In terms of the approach used, the investigation reveals that state-of-the-art machine learning models, in particular the LSTM Seq2Seq framework, possess significant potential for brief price forecasting. Moreover, the implementation of FFT and autocorrelation analysis was instrumental not only in identifying prevailing daily, weekly, and seasonal cycles, but also in formulating a discrete cyclical reconstruction of price dynamics. This breakdown made it easier to understand the underlying pattern of prices on the DAM, and it provided a way to compare LSTM predictions. Comparing the training datasets revealed important trade-offs: using the full dataset from 2020 to 2025 improved the accuracy of medium-term predictions (12–24 hours), while training on the shorter dataset from 2023 to 2025 provided better results for very short-term predictions (one hour ahead) and significantly reduced computational costs. The results suggest a dependence of the optimal historical window range on the forecast horizon and the volatility regime of the relevant market.
The findings also indicate that extending the model to a multivariate framework including commodity prices, weather variables, or renewable generation profiles could further enhance predictive accuracy. However, such an expansion may require careful balancing between model complexity, data availability, and training efficiency. The strong spillover effects observed in the commodity analysis and the nonlinear meteorological influences underscore the potential benefits of multi input deep learning architectures, particularly those integrating attention mechanisms or graph-based structures.
Overall, this study contributes to a deeper understanding of the structural drivers shaping DAM price dynamics and evaluates the practical feasibility of accessible forecasting tools built on publicly available data. The results demonstrate that reliable short-term forecasting is achievable using open datasets and computationally manageable models, providing added value for market participants. In addition, this approach provides an accessible alternative for smaller consumers and market participants who wish to operate actively in the short-term electricity market but prefer not to invest in commercial forecasting services or costly analytical tools.
Despite its contributions, the study is subject to several limitations. The forecasting model relies exclusively on historical price data, meaning that causal relationships with exogenous variables—such as fuel prices, emissions, renewable availability, demand levels, and policy changes—are not explicitly captured. In addition, the analysis is confined to the Slovak bidding zone, which limits the ability to account for cross-border flow constraints, market-coupling effects, and regional interactions that play an increasing role in European electricity price formation.
Future research should therefore focus on expanding the forecasting framework to incorporate multiple input variables, including natural gas prices, carbon emission allowances, renewable generation forecasts, weather conditions, and system load indicators. Integrating such parameters into a multivariate deep-learning architecture is expected to improve both accuracy and robustness, especially during high-volatility episodes. Extending the analysis to include market-coupling data, cross-border flow patterns, and neighboring bidding zone prices would also offer a more complete view of the structural determinants of DAM price formation.

Author Contributions

Martin Matejko: Conceptualization, Methodology, Software, Data curation, Formal analysis, Investigation, Visualization, Writing – original draft, Writing – review & editing. Peter Braciník: Conceptualization, Supervision, Resources, Writing – review and editing.

Funding

This research received no external funding.
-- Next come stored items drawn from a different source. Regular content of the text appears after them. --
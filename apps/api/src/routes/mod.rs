pub mod health;

use axum::{
    extract::DefaultBodyLimit,
    routing::{get, post},
    Router,
};

use crate::resume::handlers;
use crate::state::AppState;

pub fn build_router(state: AppState) -> Router {
    let body_limit = state.config.max_upload_bytes;

    Router::new()
        .route("/health", get(health::health_handler))
        .route("/api/resume/parse", post(handlers::handle_parse))
        .layer(DefaultBodyLimit::max(body_limit))
        .with_state(state)
}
Data Availability Statement

The original contributions presented in this study are included in the article trough API: https://github.com/ranaroussi/yfinance, https://www.okte.sk/en/api-documentation/short-term-market/dam-results/, and https://github.com/open-meteo/open-meteo.

Conflicts of Interest

Conflicts of Interest: The authors declare no conflict of interest.

Appendix A. Model

A.1. Model Architecture
The forecasting model employs a sequence-to-sequence (Seq2Seq) architecture based on Long Short-Term Memory (LSTM) networks, implemented using Keras/TensorFlow. The architecture consists of an encoder-decoder structure designed to capture temporal dependencies in electricity price time series data.
Table A1. LSTM-Seq2Seq model architecture summary.
Table A1. LSTM-Seq2Seq model architecture summary.
Component Layer Type Unit/Config Activation Parameters
Encoder LSTM 128 unit tanh 66 560
Dropout Rate=0.2 - 0
Repeat vector 84 repetitions - 0
Decoder LSTM 64 unit tanh 49 408
Dropout Rate=0.2 -
A.2. Hyperparameters
The model hyperparameters were configured based on preliminary experimentation and computational constraints. All hyperparameters are listed in Table A.2.
Table A2. Model hyperparameters.
Table A2. Model hyperparameters.
Parameters Value
Optimizer Adam
Learning rate Default (0.001)
Loss function MSE
Batch size 64
Maximum Epochs 100
Early stopping 10 epochs
Early stopping monitor Validation loss
Restore best weights True
Activation function (hidden layer) Tanh
Activation function (output layer) Linear
Dropout rate 0.2
B.3. Data Preprocessing
B.3.1. Normalization
All price data were normalized using Min-Max scaling to the range [0, 1] [47]:
P n o r m = P P m i n P m a x P m i n
P is the current value, Pₘᵢₙ is the minimum, Pₘₐₓ is the maximum, and Pₙₒᵣₘ is the normalized value between 0 and 1.
B.3.2. Sequence Generation
Time series data were transformed into a supervised learning format using a sliding window approach. Let P = [ P 1 , P 2 , , P N ] be the time series, L s the sequence length, and L f the forecast length. The input sequences X ( i ) and target sequences Y ( i ) are defined as:
X ( i ) = [ P i , P i + 1 , P i + L s 1 ]
Y ( i ) = [ P i + L s , P i + L s + 1 , P i + L s + L f 1 ]
for i = 1,2 , , N L s L f + 1 .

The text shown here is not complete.